◆ **What the task asks**: Scanning the entries below, copy every line that contains the word "MemoryStore".

◆ **Dataset**:
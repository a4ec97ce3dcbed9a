// Copyright (c) 2025 Erick Bourgeois, firestoned
// SPDX-License-Identifier: MIT

//! Reconciliation logic of the source controllers.
//!
//! # Reconciliation Architecture
//!
//! Every source controller follows the same pattern:
//!
//! 1. **Watch** - Source objects, `DNSAnnotation` objects and generated entries
//! 2. **Extract** - Compute the desired DNS state from the source object
//! 3. **Apply** - Create, patch and delete the generated `DNSEntry` objects
//! 4. **Report** - Events on the source object, `DNSAnnotation` status
//!
//! The generic part lives in [`source::SourceReconciler`]; the source kinds plug in
//! through [`source::SourceActuator`].
//!
//! # Available Reconcilers
//!
//! - [`service::ServiceActuator`] - `Service` objects of type `LoadBalancer`
//! - [`ingress::IngressActuator`] - `Ingress` objects
//! - [`dnsentry::DNSEntryActuator`] - `DNSEntry` objects of the source cluster
//! - [`dnsannotation::reconcile_dnsannotation`] - `DNSAnnotation` objects
//!
//! # Example: Reconciling a Service
//!
//! ```rust,no_run
//! use dnsman::config::SourceControllerConfig;
//! use dnsman::controller::{kube_reconciler, Clusters};
//! use dnsman::reconcilers::service::ServiceActuator;
//! use dnsman::state::AnnotationState;
//! use dnsman::store::ObjectKey;
//! use kube::Client;
//! use std::sync::Arc;
//! use std::time::Duration;
//!
//! async fn reconcile_service(client: Client) -> anyhow::Result<()> {
//!     let clusters = Clusters { source: client.clone(), control_plane: client };
//!     let reconciler = kube_reconciler(
//!         Arc::new(ServiceActuator),
//!         SourceControllerConfig::default(),
//!         &clusters,
//!         Arc::new(AnnotationState::default()),
//!         Duration::from_secs(300),
//!     );
//!     reconciler.reconcile(&ObjectKey::new("default", "web")).await?;
//!     Ok(())
//! }
//! ```

pub mod dnsannotation;
pub mod dnsentry;
pub mod feedback;
pub mod finalizers;
pub mod ingress;
pub mod predicates;
pub mod service;
pub mod source;

#[cfg(test)]
pub(crate) mod test_support;
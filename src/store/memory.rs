// Copyright (c) 2025 Erick Bourgeois, firestoned
// SPDX-License-Identifier: MIT

//! In-memory object store.
//!
//! Follows the API server behavior the reconcilers depend on:
//!
//! - `generateName` is completed with a unique suffix on create
//! - every write bumps the resource version, an update with a stale version conflicts
//! - deleting an object with finalizers only sets the deletion timestamp, the object
//!   is removed when its last finalizer is removed

use super::{ObjectKey, ObjectStore, StoredObject};
use crate::dns_errors::StoreError;
use async_trait::async_trait;
use k8s_openapi::apimachinery::pkg::apis::meta::v1::Time;
use k8s_openapi::jiff::Timestamp;
use kube::Resource;
use serde_json::Value;
use std::collections::BTreeMap;
use std::sync::atomic::{AtomicU64, Ordering};
use std::sync::Mutex;

/// In-memory store of one object kind.
#[derive(Debug)]
pub struct MemoryStore<K> {
    objects: Mutex<BTreeMap<ObjectKey, K>>,
    sequence: AtomicU64,
}

impl<K> Default for MemoryStore<K> {
    fn default() -> Self {
        Self {
            objects: Mutex::new(BTreeMap::new()),
            sequence: AtomicU64::new(0),
        }
    }
}

impl<K: StoredObject> MemoryStore<K> {
    #[must_use]
    pub fn new() -> Self {
        Self::default()
    }

    fn next(&self) -> u64 {
        self.sequence.fetch_add(1, Ordering::SeqCst) + 1
    }

    fn lock(&self) -> Result<std::sync::MutexGuard<'_, BTreeMap<ObjectKey, K>>, StoreError> {
        self.objects.lock().map_err(|_| StoreError::Invalid {
            kind: K::kind(&()).to_string(),
            reason: "store lock poisoned".to_string(),
        })
    }

    fn not_found(key: &ObjectKey) -> StoreError {
        StoreError::NotFound {
            kind: K::kind(&()).to_string(),
            key: key.to_string(),
        }
    }

    /// Stores the object as is, replacing an existing one.
    ///
    /// Missing UID and resource version are filled in.
    ///
    /// # Errors
    ///
    /// Fails only if the store lock is poisoned.
    pub fn insert(&self, mut obj: K) -> Result<K, StoreError> {
        let seq = self.next();
        let meta = obj.meta_mut();
        meta.uid.get_or_insert_with(|| format!("uid-{seq}"));
        meta.resource_version = Some(seq.to_string());
        self.lock()?.insert(ObjectKey::of(&obj), obj.clone());
        Ok(obj)
    }

    /// Snapshot of all stored objects, ordered by key.
    ///
    /// # Errors
    ///
    /// Fails only if the store lock is poisoned.
    pub fn objects(&self) -> Result<Vec<K>, StoreError> {
        Ok(self.lock()?.values().cloned().collect())
    }

    /// Applies `change` to the stored object and bumps its resource version.
    ///
    /// A deleting object without finalizers is removed afterwards.
    fn modify(&self, key: &ObjectKey, change: impl FnOnce(&mut K)) -> Result<(), StoreError> {
        let seq = self.next();
        let mut objects = self.lock()?;
        let obj = objects.get_mut(key).ok_or_else(|| Self::not_found(key))?;
        change(obj);
        obj.meta_mut().resource_version = Some(seq.to_string());
        if is_released(obj) {
            objects.remove(key);
        }
        Ok(())
    }
}

fn is_released<K: Resource>(obj: &K) -> bool {
    let meta = obj.meta();
    meta.deletion_timestamp.is_some() && meta.finalizers.as_ref().is_none_or(Vec::is_empty)
}

/// JSON merge patch (RFC 7386).
fn merge_json(target: &mut Value, patch: Value) {
    match patch {
        Value::Object(fields) => {
            if !target.is_object() {
                *target = Value::Object(serde_json::Map::new());
            }
            if let Value::Object(target_fields) = target {
                for (key, value) in fields {
                    if value.is_null() {
                        target_fields.remove(&key);
                    } else {
                        merge_json(target_fields.entry(key).or_insert(Value::Null), value);
                    }
                }
            }
        }
        other => *target = other,
    }
}

#[async_trait]
impl<K: StoredObject> ObjectStore<K> for MemoryStore<K> {
    async fn get(&self, key: &ObjectKey) -> Result<Option<K>, StoreError> {
        Ok(self.lock()?.get(key).cloned())
    }

    async fn list(&self, namespace: &str) -> Result<Vec<K>, StoreError> {
        Ok(self
            .lock()?
            .iter()
            .filter(|(key, _)| key.namespace == namespace)
            .map(|(_, obj)| obj.clone())
            .collect())
    }

    async fn create(&self, obj: &K) -> Result<K, StoreError> {
        let seq = self.next();
        let mut created = obj.clone();
        let meta = created.meta_mut();
        if meta.name.as_deref().is_none_or(str::is_empty) {
            let Some(prefix) = meta.generate_name.as_deref().filter(|p| !p.is_empty()) else {
                return Err(StoreError::Invalid {
                    kind: K::kind(&()).to_string(),
                    reason: "name or generateName is required".to_string(),
                });
            };
            meta.name = Some(format!("{prefix}{seq:05x}"));
        }
        meta.uid = Some(format!("uid-{seq}"));
        meta.resource_version = Some(seq.to_string());
        meta.deletion_timestamp = None;

        let key = ObjectKey::of(&created);
        let mut objects = self.lock()?;
        if objects.contains_key(&key) {
            return Err(StoreError::AlreadyExists {
                kind: K::kind(&()).to_string(),
                key: key.to_string(),
            });
        }
        objects.insert(key, created.clone());
        Ok(created)
    }

    async fn update(&self, obj: &K) -> Result<K, StoreError> {
        let key = ObjectKey::of(obj);
        let seq = self.next();
        let mut objects = self.lock()?;
        let current = objects.get(&key).ok_or_else(|| Self::not_found(&key))?;
        if obj.meta().resource_version.is_some()
            && obj.meta().resource_version != current.meta().resource_version
        {
            return Err(StoreError::Conflict {
                kind: K::kind(&()).to_string(),
                key: key.to_string(),
            });
        }

        let mut updated = obj.clone();
        let meta = updated.meta_mut();
        meta.uid.clone_from(&current.meta().uid);
        meta.deletion_timestamp.clone_from(&current.meta().deletion_timestamp);
        meta.resource_version = Some(seq.to_string());
        if is_released(&updated) {
            objects.remove(&key);
        } else {
            objects.insert(key, updated.clone());
        }
        Ok(updated)
    }

    async fn delete(&self, key: &ObjectKey) -> Result<(), StoreError> {
        let mut objects = self.lock()?;
        let obj = objects.get_mut(key).ok_or_else(|| Self::not_found(key))?;
        if obj.meta().finalizers.as_ref().is_none_or(Vec::is_empty) {
            objects.remove(key);
        } else if obj.meta().deletion_timestamp.is_none() {
            obj.meta_mut().deletion_timestamp = Some(Time(Timestamp::now()));
        }
        Ok(())
    }

    async fn add_finalizer(&self, obj: &K, finalizer: &str) -> Result<(), StoreError> {
        self.modify(&ObjectKey::of(obj), |stored| {
            let finalizers = stored.meta_mut().finalizers.get_or_insert_with(Vec::new);
            if !finalizers.iter().any(|f| f == finalizer) {
                finalizers.push(finalizer.to_string());
            }
        })
    }

    async fn remove_finalizer(&self, obj: &K, finalizer: &str) -> Result<(), StoreError> {
        self.modify(&ObjectKey::of(obj), |stored| {
            if let Some(finalizers) = stored.meta_mut().finalizers.as_mut() {
                finalizers.retain(|f| f != finalizer);
            }
        })
    }

    async fn set_annotation(&self, obj: &K, key: &str, value: &str) -> Result<(), StoreError> {
        self.modify(&ObjectKey::of(obj), |stored| {
            stored
                .meta_mut()
                .annotations
                .get_or_insert_with(BTreeMap::new)
                .insert(key.to_string(), value.to_string());
        })
    }

    async fn patch_status(&self, obj: &K, status: Value) -> Result<(), StoreError> {
        let key = ObjectKey::of(obj);
        let current = self.get(&key).await?.ok_or_else(|| Self::not_found(&key))?;
        let mut value = serde_json::to_value(&current)?;
        merge_json(&mut value, serde_json::json!({ "status": status }));
        let patched: K = serde_json::from_value(value)?;
        self.modify(&key, move |stored| *stored = patched)
    }
}

#[cfg(test)]
#[path = "memory_tests.rs"]
mod memory_tests;
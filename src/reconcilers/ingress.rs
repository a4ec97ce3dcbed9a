// Copyright (c) 2025 Erick Bourgeois, firestoned
// SPDX-License-Identifier: MIT

//! Source controller for ingresses.
//!
//! An `Ingress` with the DNS names annotation gets one `DNSEntry` per annotated rule
//! host. The wildcard name `*` selects all rule hosts.

use crate::constants::KIND_INGRESS;
use crate::dns::equivalent_class;
use crate::dns_errors::ReconcileError;
use crate::labels::{ANNOTATION_CLASS, ANNOTATION_DNS_NAMES};
use crate::recorder::EventType;
use crate::reconcilers::source::{SourceActuator, SourceReconciler};
use crate::source::spec_input::ingress_spec_input;
use async_trait::async_trait;
use k8s_openapi::api::networking::v1::Ingress;
use kube::core::GroupVersionKind;
use std::collections::BTreeMap;

/// Actuator for `networking.k8s.io/v1` `Ingress` objects.
#[derive(Clone, Copy, Debug, Default)]
pub struct IngressActuator;

fn is_relevant(
    reconciler: &SourceReconciler<Ingress>,
    annotations: &BTreeMap<String, String>,
) -> bool {
    let class = annotations
        .get(ANNOTATION_CLASS)
        .map(String::as_str)
        .unwrap_or_default();
    equivalent_class(class, reconciler.config().source_class())
        && annotations.contains_key(ANNOTATION_DNS_NAMES)
}

#[async_trait]
impl SourceActuator<Ingress> for IngressActuator {
    async fn reconcile_source_object(
        &self,
        reconciler: &SourceReconciler<Ingress>,
        ingress: &Ingress,
    ) -> Result<(), ReconcileError> {
        let annotations = reconciler.merged_annotations(ingress);
        let input = if is_relevant(reconciler, &annotations) {
            match ingress_spec_input(ingress, &annotations) {
                Ok(input) => input,
                Err(e) => {
                    reconciler
                        .recorder()
                        .dedup_event(ingress, EventType::Warning, "Invalid", &e.to_string())
                        .await;
                    return Err(e.into());
                }
            }
        } else {
            None
        };

        let result = reconciler.do_reconcile(ingress, input).await;
        if let Err(e) = &result {
            reconciler
                .recorder()
                .dedup_event(ingress, EventType::Warning, "ReconcileError", &e.to_string())
                .await;
        }
        result
    }

    fn is_relevant_source_object(
        &self,
        reconciler: &SourceReconciler<Ingress>,
        ingress: &Ingress,
    ) -> bool {
        is_relevant(reconciler, &reconciler.merged_annotations(ingress))
    }

    fn controller_name(&self) -> &'static str {
        "ingress-source"
    }

    fn finalizer_local_name(&self) -> &'static str {
        "ingress-dns"
    }

    fn gvk(&self) -> GroupVersionKind {
        GroupVersionKind::gvk("networking.k8s.io", "v1", KIND_INGRESS)
    }
}

#[cfg(test)]
#[path = "ingress_tests.rs"]
mod ingress_tests;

◆ **Your solution**:
pub struct MemoryStore<K> {
impl<K> Default for MemoryStore<K> {
impl<K: StoredObject> MemoryStore<K> {
impl<K: StoredObject> ObjectStore<K> for MemoryStore<K> {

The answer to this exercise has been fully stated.